Мы уверены, что спокойный русский ум выведет наш конституционализм на прямой путь. Это путь не классовой борьбы, не сословной зависимости и препирательств, чему, в сущности, предалась первая Дума, бывшая именно не государственною, а только классовою. Задача Думы дана в ее имени. В ней должны охраняться не только прерогативы Монарха, как заявил в первом же заседании ее председатель, г. Муромцев, — в ней столь же ярко должно присутствовать постоянное сознание государственной стороны во всяком вопросе, в минуту произнесения каждого слова. ‘Мы — государственные люди’ — вот чем должен проникнуться каждый депутат.
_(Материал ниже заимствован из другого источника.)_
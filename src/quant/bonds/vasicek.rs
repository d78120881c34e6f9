use impl_new_derive::ImplNew;

use crate::config::ModelParams;
use crate::traits::PricerExt;

/// Vasicek model for zero-coupon bond pricing
/// dR(t) = kappa(theta - R(t))dt + sigma dW(t)
/// where R(t) is the short rate.
#[derive(ImplNew, Default, Debug, Clone)]
pub struct Vasicek {
  /// Short rate
  pub r_t: f64,
  /// Volatility
  pub sigma: f64,
  /// Mean reversion speed and long-term mean
  pub model: ModelParams,
  /// Maturity of the bond in years
  pub tau: f64,
}

impl PricerExt for Vasicek {
  fn calculate_price(&self) -> f64 {
    vasicek_bond_price(self.tau, self.r_t, self.sigma, &self.model)
  }
}

/// Affine closed form `P = A(T) exp(-B(T) r0)`.
pub fn vasicek_bond_price(tau: f64, r0: f64, sigma: f64, model: &ModelParams) -> f64 {
  let ModelParams { kappa, theta } = *model;

  let b = (1.0 - (-kappa * tau).exp()) / kappa;
  let a = ((theta - sigma.powi(2) / (2.0 * kappa.powi(2))) * (b - tau)
    - sigma.powi(2) * b.powi(2) / (4.0 * kappa))
    .exp();

  a * (-b * r0).exp()
}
Только проникнувшись этим сознанием, налившись им, как соком наливается плод под солнцем, — мужики, ремесленники, дворяне, инородцы, русские и становятся по-настоящему членами Г. Думы, представителями русского конституционализма. Без этого, до этого они так и остаются мужиками, ремесленниками, дворянами, священниками, великороссами, литовцами, поляками, евреями, являя собою всесословный сход, всесословную компанию или соединенный клуб всех сословий, без малейшей тени на себе парламента. Неужели в XX веке нам придется повторять трюизмы, надоевшие в XIX и XVIII, что не платье делает человека, а человек платье, что не по мундиру — патриот, а по делам своим, по заслугам отечеству, и, наконец, что депутат русского парламента является таковым не по праву лезть на высокую кафедру, сидеть в зале, куда, кроме них, никого не пускают, и, наконец, вовсе не от того, что он шире драл горло на выборах и больше приглянулся своим соседям по деревне, селу, городу или сословию, а единственно потому, что в груди его, в груди москвича, пермяка, варшавянина, литовца, белоруса, великоруса, казака или помещика, в груди князя и мужика, мусульманина и православного, живет вся Россия, грозит его совести вся Россия, зовет на геройский подвиг вся Россия. Вот когда этот гул сердечный, гул всероссийский, установится в Таврическом дворце, мы тогда, и не раньше, как тогда, скажем: ‘У России есть парламент’. До тех пор это будет просто человеческая куча.
Впервые опубликовано: ‘Новое Время’. 1906. 5 авг. No 10917.